Back in 2008, I did sell off at the low, therefore losing a ton of money.

But since then I have reinvested and dollar cost average. I have about a 50/50 stock bond split. Very diversified. I do have some commodities funds and bond ETF's which haven't done well recently. All of these funds were researched and bought based on their 3, 5 and 10 year average, etc. Some of the funds- not all- are on the Kiplinger and Money lists.

I am forced to take Inherited IRA minimum distributions every year and I make sure to take it from the funds that have done really well. I always reinvest that money in my taxable account in stock funds.

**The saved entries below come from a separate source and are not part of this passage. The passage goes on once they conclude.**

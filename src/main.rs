use axum::Router;
use sharpr::{api, shared::AppState, stats::PostgresStatsStore, StatsConfig, StatsService};
use std::sync::Arc;
use std::time::Duration;
use tower_http::{cors::CorsLayer, trace::TraceLayer};
use tracing::info;
use tracing_subscriber::{layer::SubscriberExt, util::SubscriberInitExt};

const DEFAULT_QUERY_TIMEOUT_SECS: u64 = 10;

#[tokio::main]
async fn main() -> Result<(), Box<dyn std::error::Error>> {
    // Initialize tracing
    tracing_subscriber::registry()
        .with(
            tracing_subscriber::EnvFilter::try_from_default_env()
                .unwrap_or_else(|_| "sharpr=debug,tower_http=debug".into()),
        )
        .with(tracing_subscriber::fmt::layer())
        .init();

    info!("Starting sharpr stats server");

    let config = StatsConfig::from_lookup(|key| std::env::var(key).ok())?;
    info!(
        opponent_zones_table = config.opponent_zones_table.as_str(),
        sportsbooks = ?config.sportsbooks.books(),
        tie_break = %config.snapshot_tie_break,
        "Stats config loaded"
    );

    let query_timeout = match std::env::var("QUERY_TIMEOUT_SECS") {
        Ok(secs) => Duration::from_secs(secs.trim().parse()?),
        Err(_) => Duration::from_secs(DEFAULT_QUERY_TIMEOUT_SECS),
    };

    let database_url = std::env::var("DATABASE_URL").map_err(|_| "DATABASE_URL must be set")?;
    let pool = sqlx::PgPool::connect(&database_url).await?;
    let store = Arc::new(PostgresStatsStore::new(pool));

    let app_state = AppState::new(Arc::new(StatsService::new(store, config)), query_timeout);

    let app = Router::new()
        .nest("/api/v1", api::router())
        .layer(TraceLayer::new_for_http())
        .layer(CorsLayer::permissive())
        .with_state(app_state);

    let bind_addr = std::env::var("BIND_ADDR").unwrap_or_else(|_| "0.0.0.0:3000".to_string());
    let listener = tokio::net::TcpListener::bind(&bind_addr).await?;
    info!("Server running on http://{}", bind_addr);
    axum::serve(listener, app).await?;
    Ok(())
}
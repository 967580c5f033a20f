use tracing::{debug, instrument};

use super::{required, QueryContext, StatsService};
use crate::stats::catalog::{Dataset, Filter};
use crate::stats::errors::StatsError;
use crate::stats::mapper::{map_rows, FromRow};
use crate::stats::models::{
    EntityKey, League, MetricRecord, NflPassingGame, NflRosterPlayer, NflRushingReceivingGame, PassingPlay,
    PropLine, Season, TeamMatchup,
};
use crate::stats::query::QueryPlan;
use crate::stats::window::{self, GameRecord, WindowSize};

/// NFL questions. Tables are keyed by player or team name directly.
pub struct NflStats<'a> {
    service: &'a StatsService,
}

impl<'a> NflStats<'a> {
    pub(super) fn new(service: &'a StatsService) -> Self {
        Self { service }
    }

    #[instrument(skip(self, ctx))]
    pub async fn teams(&self, ctx: &QueryContext) -> Result<Vec<String>, StatsError> {
        let plan = QueryPlan::new(self.service.catalog.resolve(League::Nfl, Dataset::Teams, &[])?);
        let rows = self.service.fetch(ctx, "list", "NFL teams", &plan).await?;
        rows.iter().map(|row| row.get("team")).collect()
    }

    #[instrument(skip(self, ctx))]
    pub async fn roster(&self, ctx: &QueryContext, team: &str) -> Result<Vec<NflRosterPlayer>, StatsError> {
        let key = EntityKey::team(League::Nfl, team)?;
        let players: Vec<NflRosterPlayer> = self
            .service
            .list(ctx, League::Nfl, Dataset::Roster, Some(&key))
            .await?;
        if players.is_empty() {
            return Err(StatsError::NotFound(key.to_string()));
        }
        Ok(players)
    }

    #[instrument(skip(self, ctx))]
    pub async fn player_rushing(&self, ctx: &QueryContext, player: &str) -> Result<MetricRecord, StatsError> {
        let key = EntityKey::player(League::Nfl, player)?;
        self.service.metrics(ctx, Dataset::PlayerRushing, &key, &[]).await
    }

    #[instrument(skip(self, ctx))]
    pub async fn player_passing(&self, ctx: &QueryContext, player: &str) -> Result<MetricRecord, StatsError> {
        let key = EntityKey::player(League::Nfl, player)?;
        self.service.metrics(ctx, Dataset::PlayerPassing, &key, &[]).await
    }

    #[instrument(skip(self, ctx))]
    pub async fn player_receiving(&self, ctx: &QueryContext, player: &str) -> Result<MetricRecord, StatsError> {
        let key = EntityKey::player(League::Nfl, player)?;
        self.service.metrics(ctx, Dataset::PlayerReceiving, &key, &[]).await
    }

    /// Most recent rushing and receiving lines with snap counts where available.
    #[instrument(skip(self, ctx))]
    pub async fn rushing_receiving_games(
        &self,
        ctx: &QueryContext,
        player: &str,
        n: i64,
    ) -> Result<Vec<NflRushingReceivingGame>, StatsError> {
        let size = WindowSize::new(n)?;
        let key = EntityKey::player(League::Nfl, player)?;
        self.last_games(ctx, &key, Dataset::RushingReceivingGameLog, size)
            .await
    }

    #[instrument(skip(self, ctx))]
    pub async fn passing_games(
        &self,
        ctx: &QueryContext,
        player: &str,
        n: i64,
    ) -> Result<Vec<NflPassingGame>, StatsError> {
        let size = WindowSize::new(n)?;
        let key = EntityKey::player(League::Nfl, player)?;
        self.last_games(ctx, &key, Dataset::PassingGameLog, size).await
    }

    async fn last_games<T: FromRow + GameRecord>(
        &self,
        ctx: &QueryContext,
        key: &EntityKey,
        dataset: Dataset,
        size: WindowSize,
    ) -> Result<Vec<T>, StatsError> {
        let plan = QueryPlan::new(self.service.catalog.resolve(League::Nfl, dataset, &[])?)
            .filter(Filter::Subject, key.identifier.as_str())?
            .limit(size.get());
        let rows = self.service.fetch(ctx, "game_log", key, &plan).await?;
        if rows.is_empty() {
            // No games for a rostered player is a valid empty window
            self.service.ensure_exists(ctx, key).await?;
        }
        let games = window::apply(map_rows(&rows)?, size);
        debug!(key = %key, games = games.len(), "Game log window assembled");
        Ok(games)
    }

    #[instrument(skip(self, ctx))]
    pub async fn team_defense(&self, ctx: &QueryContext, team: &str) -> Result<MetricRecord, StatsError> {
        let key = EntityKey::team(League::Nfl, team)?;
        self.service.metrics(ctx, Dataset::TeamDefense, &key, &[]).await
    }

    #[instrument(skip(self, ctx))]
    pub async fn team_offense(&self, ctx: &QueryContext, team: &str) -> Result<MetricRecord, StatsError> {
        let key = EntityKey::team(League::Nfl, team)?;
        self.service.metrics(ctx, Dataset::TeamOffense, &key, &[]).await
    }

    /// Every dropback for a passer in a season, in week order.
    #[instrument(skip(self, ctx))]
    pub async fn passing_plays(
        &self,
        ctx: &QueryContext,
        player: &str,
        season: &str,
    ) -> Result<Vec<PassingPlay>, StatsError> {
        let key = EntityKey::player(League::Nfl, player)?;
        let season = Season::parse(League::Nfl, required("season", season)?)?;
        let plan = QueryPlan::new(self.service.catalog.resolve(League::Nfl, Dataset::PassingPlays, &[])?)
            .filter(Filter::Subject, key.identifier.as_str())?
            .filter(Filter::Season, season.param())?;

        let rows = self.service.fetch(ctx, "passing_plays", &key, &plan).await?;
        if rows.is_empty() {
            self.service.ensure_exists(ctx, &key).await?;
        }
        map_rows(&rows)
    }

    #[instrument(skip(self, ctx))]
    pub async fn prop_odds(&self, ctx: &QueryContext, player: &str, market: &str) -> Result<Vec<PropLine>, StatsError> {
        let key = EntityKey::player(League::Nfl, player)?;
        let market = required("market", market)?;
        self.service.prop_lines(ctx, &key, market).await
    }

    #[instrument(skip(self, ctx))]
    pub async fn team_matchup(&self, ctx: &QueryContext, team: &str, opponent: &str) -> Result<TeamMatchup, StatsError> {
        let (offense, defense) =
            futures::future::try_join(self.team_offense(ctx, team), self.team_defense(ctx, opponent)).await?;
        Ok(TeamMatchup { offense, defense })
    }
}

#[cfg(test)]
mod tests {
    use super::*;
    use crate::config::StatsConfig;
    use crate::shared::test_utils::ScriptedStore;
    use crate::stats::models::EnrichmentSource;
    use crate::stats::repository::{Row, SqlParam};
    use chrono::NaiveDate;
    use std::sync::Arc;

    fn service(store: &ScriptedStore) -> StatsService {
        StatsService::new(Arc::new(store.clone()), StatsConfig::default())
    }

    fn qb_game(game_id: &str, week: i64, snaps: Option<(i64, f64)>) -> Row {
        let (offense_snaps, pct) = snaps.unwrap_or((0, 0.0));
        Row::new()
            .with("game_id", game_id)
            .with("game_date", NaiveDate::from_ymd_opt(2024, 9, 1).unwrap() + chrono::Days::new(7 * week as u64))
            .with("game_week", week)
            .with("passing_attempts", 34i64)
            .with("completions", 23i64)
            .with("passing_yards", 262i64)
            .with("passing_touchdowns", 2i64)
            .with("interceptions", 0i64)
            .with("qb_rating", 108.4)
            .with("yards_per_pass_attempt", 7.7)
            .with("rushing_attempts", 6i64)
            .with("rushing_yards", 31i64)
            .with("yards_per_rush_attempt", 5.2)
            .with("rushing_touchdowns", 1i64)
            .with("long_rushing", 12i64)
            .with("offense_snaps", offense_snaps)
            .with("offense_snap_pct", pct)
            .with("snaps_joined", snaps.is_some())
    }

    #[tokio::test]
    async fn game_without_snap_counts_is_kept_and_flagged() {
        let store = ScriptedStore::new().on(
            "FROM nfl_data.nfl_qb_gamelog",
            vec![qb_game("2024_02_BUF_MIA", 2, None), qb_game("2024_01_ARI_BUF", 1, Some((68, 1.0)))],
        );

        let games = service(&store)
            .nfl()
            .passing_games(&QueryContext::new(), "Josh Allen", 5)
            .await
            .unwrap();

        assert_eq!(games.len(), 2);
        assert_eq!(games[0].game_week, 2);
        assert_eq!(games[0].snaps.source, EnrichmentSource::Defaulted);
        assert_eq!(games[0].snaps.offense_snaps, 0);
        assert_eq!(games[1].snaps.source, EnrichmentSource::Joined);
    }

    #[tokio::test]
    async fn unknown_passer_is_not_found_but_rostered_passer_without_plays_is_empty() {
        let store = ScriptedStore::new();
        let err = service(&store)
            .nfl()
            .passing_plays(&QueryContext::new(), "Nobody", "2024")
            .await
            .unwrap_err();
        assert!(err.is_not_found());

        let store = ScriptedStore::new().on(
            "FROM nfl_data.nfl_roster_db",
            vec![Row::new().with("subject", "Joe Milton").with("team", "Patriots")],
        );
        let plays = service(&store)
            .nfl()
            .passing_plays(&QueryContext::new(), "Joe Milton", "2024")
            .await
            .unwrap();
        assert!(plays.is_empty());
        assert_eq!(store.calls()[0].1, vec![SqlParam::from("Joe Milton"), SqlParam::Int(2024)]);
    }

    #[tokio::test]
    async fn nba_style_season_is_rejected() {
        let store = ScriptedStore::new();
        let err = service(&store)
            .nfl()
            .passing_plays(&QueryContext::new(), "Josh Allen", "2024-25")
            .await
            .unwrap_err();
        assert!(matches!(err, StatsError::InvalidArgument(_)));
        assert!(store.calls().is_empty());
    }

    #[tokio::test]
    async fn defense_without_enrichment_lists_missing_metrics() {
        let mut row = Row::new().with("subject", "Carolina Panthers");
        for metric in [
            "rush_epa_allowed",
            "rush_success_rate_allowed",
            "dropback_epa_allowed",
            "dropback_success_rate_allowed",
        ] {
            row.push(metric, 0.1);
            row.push(&format!("{metric}_rank"), 32i64);
        }
        for metric in [
            "sack_rate",
            "epa_per_play_allowed",
            "success_rate_allowed",
            "adot",
            "scramble_rate",
            "int_rate",
            "explosive_play_rate_allowed",
            "pressure_rate",
            "blitz_rate",
            "man_rate",
            "zone_rate",
            "rush_stuff_rate",
            "yards_before_contact_per_rb_rush",
            "down_conversion_rate_allowed",
            "yards_per_play_allowed",
        ] {
            row.push(metric, None::<f64>);
            row.push(&format!("{metric}_rank"), None::<i64>);
        }
        let store = ScriptedStore::new().on("FROM nfl_data.nfl_team_defensive_stats_db", vec![row]);

        let record = service(&store)
            .nfl()
            .team_defense(&QueryContext::new(), "Carolina Panthers")
            .await
            .unwrap();

        assert_eq!(record.metrics.len(), 4);
        assert_eq!(record.missing.len(), 15);
        assert_eq!(record.rank("rush_epa_allowed"), Some(32));
        assert_eq!(record.get("rush_epa_allowed").unwrap().out_of, Some(32));
    }

    #[tokio::test]
    async fn empty_market_is_invalid() {
        let store = ScriptedStore::new();
        let err = service(&store)
            .nfl()
            .prop_odds(&QueryContext::new(), "Josh Allen", "  ")
            .await
            .unwrap_err();
        assert!(matches!(err, StatsError::InvalidArgument(msg) if msg.contains("market")));
    }
}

I also have a few bond funds that automatically liquidate on a certain target date and I have no control over when they do so. Just so happens there was a loss on 2 of those this past Sept.

I have re-balanced yearly as recommended, but some years I have not. I have, of course, at times changed from one fund to another, but again, rarely.

How much stake do you put into these personal rates of return reported by your investment company?

In my case, is it possible just that the 2008 liquidation killed the return going forward? Coupled with the liquidation of the Inherited IRA distributions yearly? Then on top of that the fact that this past year really hasn't been too good for the stock market?

Oh- and I just thought of one other thing- when I first inherited the money (2012), it transferred in kind to my own investment company from my parents. Because all the funds were load and high fee funds, I liquidated all of them to go into no-load and low fee funds and into ETF's of my choosing.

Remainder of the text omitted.